Or not to show their manhood off.
Right.
So I do want to just want to highlight, I mean you said like very reasonable gun restrictions.
I just, you know, the audience of this podcast will have a variety of opinions about what is it is not a reasonable gun restriction, and I'm not here to get into that debate.
The actual thing is that, as I understand it, it's basically three basic components of this law, and that is it's limiting purchases of handguns to one each month, It requires background checks of gun buyers, and it's going to allow local governments to ban guns in like parks and public buildings.
Yep, that's exactly right.
I saw that from the New York Times I have in front of me, so I just read it verbatim.
My apologies.
So these three things, now again, The degree to which this will be leveraged against people of color, other minorities, etc.
That's a complicated question, but this is not the argument that these kind of Second Amendment militia types are making.
They view this as essentially a gun grab.
They view this as the first step towards totalitarianism, towards an actual full-scale, we're not allowed to have guns anymore kind of issue.
Right.
No, no.
They actually see this as the first step in A far left Marxist takeover of America.
And this is part of the rhetoric that's coming around this.
I listened in to an interview from Stuart Rhodes of the Oath Keepers recently, in which he said essentially exactly that.
Let me read you what he said.
So what you have is basically a socialist, or I would call it a Marxist, assault on the Constitution across the country, and their number one target, of course, is the right to keep and bear arms, but not just that.
Also, free speech and assembly, your due process rights.
So these guys are seeing all of this as, you know, the grounds for declaring civil war.
And this is really a unified thing and it runs across the spectrum of the far right from really the Patriot Militia movement to if we have a more moderate element of the far right, it's the Patriot Militia folks.
But it also very much includes these neo-Nazis and members of the base and Atomwaffen who are Clearly also planning to participate in this.
And we know this, of course, because there have been arrests, right?
Just a little bit of legal activity regarding the base recently.
I think there are a total of seven, although I was hearing a rumored eighth, but I haven't seen the confirmation of the eighth.
Three in Georgia, three in Maryland, and one in Wisconsin.
Correct.
I'm just going to say, if you like reading arrest warrants and affidavits, these are entertaining ones.
You know, I hate to laugh too much at this, but there's a comedy of errors element to this here, especially when you start kind of putting the pieces together on it.
The first three were probably the most interesting as far as that goes, except that the second set had a bunch of emails that were kind of fun to go through.
But that first that first trio of arrests was pretty chilling partly because one of the the people arrested was this guy Patrick Matthews who had been a military guardsman reserve a reservist in Canada who had to go on the lam when his activities as a member of the base were revealed to the public because he was going around and
His town in Manitoba and plastering up flyers for the base, recruitment flyers.

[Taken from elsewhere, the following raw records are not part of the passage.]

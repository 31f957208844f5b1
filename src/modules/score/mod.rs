pub mod application;
pub mod domain;
pub mod infrastructure;

// Re-exports for easy external access
pub use application::{ScoreDto, ScoreService};
pub use domain::{Score, ScoreAggregator, ScoreRepository};
pub use infrastructure::ScoreRepositoryImpl;
use serde::{Deserialize, Serialize};
use uuid::Uuid;

use crate::shared::{errors::AppResult, utils::Validator};

/// A rating submitted for a movie by the authenticated user
#[derive(Debug, Clone, Copy, PartialEq, Serialize, Deserialize)]
pub struct ScoreDto {
    pub movie_id: Uuid,
    pub score: f64,
}

impl ScoreDto {
    pub fn new(movie_id: Uuid, score: f64) -> Self {
        Self { movie_id, score }
    }

    pub fn validate(&self) -> AppResult<()> {
        Validator::validate_score(self.score)
    }
}
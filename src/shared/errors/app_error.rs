use diesel::result::DatabaseErrorKind;
use serde::Serialize;
use thiserror::Error;

#[derive(Error, Debug, Serialize)]
#[serde(tag = "type", content = "message")]
pub enum AppError {
    #[error("Database error: {0}")]
    DatabaseError(String),

    #[error("Not found: {0}")]
    NotFound(String),

    #[error("Unauthenticated: {0}")]
    Unauthenticated(String),

    #[error("Integrity conflict: {0}")]
    IntegrityConflict(String),

    #[error("Validation error: {0}")]
    ValidationError(String),

    #[error("Internal error: {0}")]
    InternalError(String),

    #[error("Service unavailable: {0}")]
    ServiceUnavailable(String),
}

impl From<diesel::result::Error> for AppError {
    fn from(err: diesel::result::Error) -> Self {
        match err {
            diesel::result::Error::NotFound => {
                AppError::NotFound("Record not found in database".to_string())
            }
            diesel::result::Error::DatabaseError(
                kind @ (DatabaseErrorKind::ForeignKeyViolation | DatabaseErrorKind::UniqueViolation),
                info,
            ) => {
                let constraint = info.constraint_name().unwrap_or("unknown constraint");
                AppError::IntegrityConflict(format!(
                    "{:?} on {}: {}",
                    kind,
                    constraint,
                    info.message()
                ))
            }
            _ => AppError::DatabaseError(err.to_string()),
        }
    }
}

impl From<diesel::r2d2::PoolError> for AppError {
    fn from(err: diesel::r2d2::PoolError) -> Self {
        AppError::DatabaseError(format!("Database pool error: {}", err))
    }
}

impl From<tokio::task::JoinError> for AppError {
    fn from(err: tokio::task::JoinError) -> Self {
        AppError::InternalError(format!("Blocking task failed: {}", err))
    }
}

impl From<serde_json::Error> for AppError {
    fn from(err: serde_json::Error) -> Self {
        AppError::InternalError(format!("Serialization failed: {}", err))
    }
}

impl From<uuid::Error> for AppError {
    fn from(err: uuid::Error) -> Self {
        AppError::ValidationError(format!("Invalid UUID: {}", err))
    }
}

impl AppError {
    /// Stable kind name, matching the serialized `type` tag
    pub fn kind(&self) -> &'static str {
        match self {
            AppError::DatabaseError(_) => "DatabaseError",
            AppError::NotFound(_) => "NotFound",
            AppError::Unauthenticated(_) => "Unauthenticated",
            AppError::IntegrityConflict(_) => "IntegrityConflict",
            AppError::ValidationError(_) => "ValidationError",
            AppError::InternalError(_) => "InternalError",
            AppError::ServiceUnavailable(_) => "ServiceUnavailable",
        }
    }

    /// JSON body a transport can hand back to the caller
    pub fn to_json(&self) -> Result<String, AppError> {
        Ok(serde_json::to_string(self)?)
    }
}

// Result type alias for convenience
pub type AppResult<T> = Result<T, AppError>;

And when people realized it was a guy who was a member of the military, well, there was a story in the local news in the Winnipeg paper.
And there was, you know, there was quite a bit of stink about it.
And his helm got raided by the Canadian authorities and he went on the lam.
And the assumption was that he had, in fact, crossed into the United States.
And what we were hearing, of course, is that he was now hooking up with members of the base in the United States.
And it's my understanding that he crossed on the Montana border, which is not very far from where I live, and we've had a lot of Activity by the base here in in Washington State.
So I was very concerned that Matthews was potentially over here, but it turns out that he was in fact over there in Maryland, at least in more recent months.
Yeah, no, my understanding is that he had traveled.
He looks like he traveled across country a little bit because they had the other two guys had picked him up in Michigan.
Um, which, uh, my neck of the woods in case anyone doesn't realize that by now.
Um, and then, um, they pick him up there, they take him back to Maryland, um, and they're, they're planning on this, uh, I mean, they're, they're essentially arrested on, on weapons charges at that, right?
Like that's, that's, that's the big bulk of kind of what they tend to get these guys on is, you know, traveling across state lines with illegal weapons effectively.
Yeah, yeah, that's right.
Yeah.
So anyway, yeah, that was a very interesting set of arrests and partly because they had, uh, had in fact, uh, made themselves an automatic gun and they talked among themselves about opening fire at the event tomorrow.
Right.
And so, you know, we've got to give good credit to the FBI for swooping in and nailing these seven people, and particularly the three that we know we're planning to participate in tomorrow's event.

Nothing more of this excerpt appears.